> **Exercise aim**: Copy all entries exactly.

Collected data entries
___
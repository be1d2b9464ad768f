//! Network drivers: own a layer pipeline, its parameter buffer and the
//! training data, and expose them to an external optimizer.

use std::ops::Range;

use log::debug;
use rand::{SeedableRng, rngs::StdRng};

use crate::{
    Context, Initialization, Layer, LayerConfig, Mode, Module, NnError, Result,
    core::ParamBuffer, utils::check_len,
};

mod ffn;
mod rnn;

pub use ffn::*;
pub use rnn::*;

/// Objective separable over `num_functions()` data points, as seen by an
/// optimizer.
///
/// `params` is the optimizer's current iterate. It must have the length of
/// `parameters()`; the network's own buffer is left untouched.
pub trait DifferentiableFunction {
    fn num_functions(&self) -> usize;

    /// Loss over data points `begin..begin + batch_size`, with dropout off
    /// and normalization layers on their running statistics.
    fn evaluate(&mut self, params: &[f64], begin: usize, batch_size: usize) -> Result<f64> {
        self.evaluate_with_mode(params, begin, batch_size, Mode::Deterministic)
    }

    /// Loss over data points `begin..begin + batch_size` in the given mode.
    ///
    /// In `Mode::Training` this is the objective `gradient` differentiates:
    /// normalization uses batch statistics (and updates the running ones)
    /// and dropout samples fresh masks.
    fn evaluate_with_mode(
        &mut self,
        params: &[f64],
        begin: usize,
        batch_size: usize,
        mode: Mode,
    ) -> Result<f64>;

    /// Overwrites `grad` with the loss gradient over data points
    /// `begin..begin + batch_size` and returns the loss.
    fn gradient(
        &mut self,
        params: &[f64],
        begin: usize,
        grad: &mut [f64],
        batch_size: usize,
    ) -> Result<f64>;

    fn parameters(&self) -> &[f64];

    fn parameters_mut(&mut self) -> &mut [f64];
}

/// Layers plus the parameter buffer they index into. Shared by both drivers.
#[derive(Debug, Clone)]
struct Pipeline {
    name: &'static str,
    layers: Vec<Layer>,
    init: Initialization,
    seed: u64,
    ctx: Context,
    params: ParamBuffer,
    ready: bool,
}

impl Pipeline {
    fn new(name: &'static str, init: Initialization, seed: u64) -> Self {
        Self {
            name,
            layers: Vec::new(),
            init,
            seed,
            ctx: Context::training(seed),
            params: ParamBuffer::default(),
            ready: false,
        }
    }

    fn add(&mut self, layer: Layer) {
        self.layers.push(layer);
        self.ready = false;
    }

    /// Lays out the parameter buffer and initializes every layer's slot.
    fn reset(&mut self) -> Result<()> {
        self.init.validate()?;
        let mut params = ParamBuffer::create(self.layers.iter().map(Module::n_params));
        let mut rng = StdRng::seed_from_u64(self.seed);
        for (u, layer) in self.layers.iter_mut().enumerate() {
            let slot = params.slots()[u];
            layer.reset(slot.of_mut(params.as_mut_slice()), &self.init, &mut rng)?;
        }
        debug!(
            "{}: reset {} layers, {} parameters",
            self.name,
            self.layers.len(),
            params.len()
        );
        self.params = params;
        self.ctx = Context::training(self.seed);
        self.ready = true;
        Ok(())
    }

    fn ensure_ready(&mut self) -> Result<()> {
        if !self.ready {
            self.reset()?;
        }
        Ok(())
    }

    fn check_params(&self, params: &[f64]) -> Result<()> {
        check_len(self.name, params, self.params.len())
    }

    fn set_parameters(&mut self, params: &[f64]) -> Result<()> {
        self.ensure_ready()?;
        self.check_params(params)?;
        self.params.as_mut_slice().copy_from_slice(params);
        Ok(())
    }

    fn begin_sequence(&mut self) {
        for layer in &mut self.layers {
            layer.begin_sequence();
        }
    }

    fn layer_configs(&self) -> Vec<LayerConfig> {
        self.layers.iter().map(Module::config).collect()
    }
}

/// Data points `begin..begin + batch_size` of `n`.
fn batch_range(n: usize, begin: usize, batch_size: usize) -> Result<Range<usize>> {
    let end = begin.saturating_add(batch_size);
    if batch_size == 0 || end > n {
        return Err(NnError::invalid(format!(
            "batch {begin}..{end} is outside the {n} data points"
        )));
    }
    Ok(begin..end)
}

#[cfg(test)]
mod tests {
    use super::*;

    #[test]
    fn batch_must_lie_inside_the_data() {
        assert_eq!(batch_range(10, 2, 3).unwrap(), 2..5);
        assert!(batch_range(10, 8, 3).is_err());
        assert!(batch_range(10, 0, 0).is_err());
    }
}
___
> **Written answer**:
repository be1d2b9464ad768f
//! Network drivers: own a layer pipeline, its parameter buffer and the
//! training data, and expose them to an external optimizer.

use std::ops::Range;

use log::debug;
use rand::{SeedableRng, rngs::StdRng};

use crate::{
    Context, Initialization, Layer, LayerConfig, Mode, Module, NnError, Result,
    core::ParamBuffer, utils::check_len,
};

mod ffn;
mod rnn;

pub use ffn::*;
pub use rnn::*;

/// Objective separable over `num_functions()` data points, as seen by an
/// optimizer.
///
/// `params` is the optimizer's current iterate. It must have the length of
/// `parameters()`; the network's own buffer is left untouched.
pub trait DifferentiableFunction {
    fn num_functions(&self) -> usize;

    /// Loss over data points `begin..begin + batch_size`, with dropout off
    /// and normalization layers on their running statistics.
    fn evaluate(&mut self, params: &[f64], begin: usize, batch_size: usize) -> Result<f64> {
        self.evaluate_with_mode(params, begin, batch_size, Mode::Deterministic)
    }

    /// Loss over data points `begin..begin + batch_size` in the given mode.
    ///
    /// In `Mode::Training` this is the objective `gradient` differentiates:
    /// normalization uses batch statistics (and updates the running ones)
    /// and dropout samples fresh masks.
    fn evaluate_with_mode(
        &mut self,
        params: &[f64],
        begin: usize,
        batch_size: usize,
        mode: Mode,
    ) -> Result<f64>;

    /// Overwrites `grad` with the loss gradient over data points
    /// `begin..begin + batch_size` and returns the loss.
    fn gradient(
        &mut self,
        params: &[f64],
        begin: usize,
        grad: &mut [f64],
        batch_size: usize,
    ) -> Result<f64>;

    fn parameters(&self) -> &[f64];

    fn parameters_mut(&mut self) -> &mut [f64];
}

/// Layers plus the parameter buffer they index into. Shared by both drivers.
#[derive(Debug, Clone)]
struct Pipeline {
    name: &'static str,
    layers: Vec<Layer>,
    init: Initialization,
    seed: u64,
    ctx: Context,
    params: ParamBuffer,
    ready: bool,
}

impl Pipeline {
    fn new(name: &'static str, init: Initialization, seed: u64) -> Self {
        Self {
            name,
            layers: Vec::new(),
            init,
            seed,
            ctx: Context::training(seed),
            params: ParamBuffer::default(),
            ready: false,
        }
    }

    fn add(&mut self, layer: Layer) {
        self.layers.push(layer);
        self.ready = false;
    }

    /// Lays out the parameter buffer and initializes every layer's slot.
    fn reset(&mut self) -> Result<()> {
        self.init.validate()?;
        let mut params = ParamBuffer::create(self.layers.iter().map(Module::n_params));
        let mut rng = StdRng::seed_from_u64(self.seed);
        for (u, layer) in self.layers.iter_mut().enumerate() {
            let slot = params.slots()[u];
            layer.reset(slot.of_mut(params.as_mut_slice()), &self.init, &mut rng)?;
        }
        debug!(
            "{}: reset {} layers, {} parameters",
            self.name,
            self.layers.len(),
            params.len()
        );
        self.params = params;
        self.ctx = Context::training(self.seed);
        self.ready = true;
        Ok(())
    }

    fn ensure_ready(&mut self) -> Result<()> {
        if !self.ready {
            self.reset()?;
        }
        Ok(())
    }

    fn check_params(&self, params: &[f64]) -> Result<()> {
        check_len(self.name, params, self.params.len())
    }

    fn set_parameters(&mut self, params: &[f64]) -> Result<()> {
        self.ensure_ready()?;
        self.check_params(params)?;
        self.params.as_mut_slice().copy_from_slice(params);
        Ok(())
    }

    fn begin_sequence(&mut self) {
        for layer in &mut self.layers {
            layer.begin_sequence();
        }
    }

    fn layer_configs(&self) -> Vec<LayerConfig> {
        self.layers.iter().map(Module::config).collect()
    }
}

/// Data points `begin..begin + batch_size` of `n`.
fn batch_range(n: usize, begin: usize, batch_size: usize) -> Result<Range<usize>> {
    let end = begin.saturating_add(batch_size);
    if batch_size == 0 || end > n {
        return Err(NnError::invalid(format!(
            "batch {begin}..{end} is outside the {n} data points"
        )));
    }
    Ok(begin..end)
}

#[cfg(test)]
mod tests {
    use super::*;

    #[test]
    fn batch_must_lie_inside_the_data() {
        assert_eq!(batch_range(10, 2, 3).unwrap(), 2..5);
        assert!(batch_range(10, 8, 3).is_err());
        assert!(batch_range(10, 0, 0).is_err());
    }
}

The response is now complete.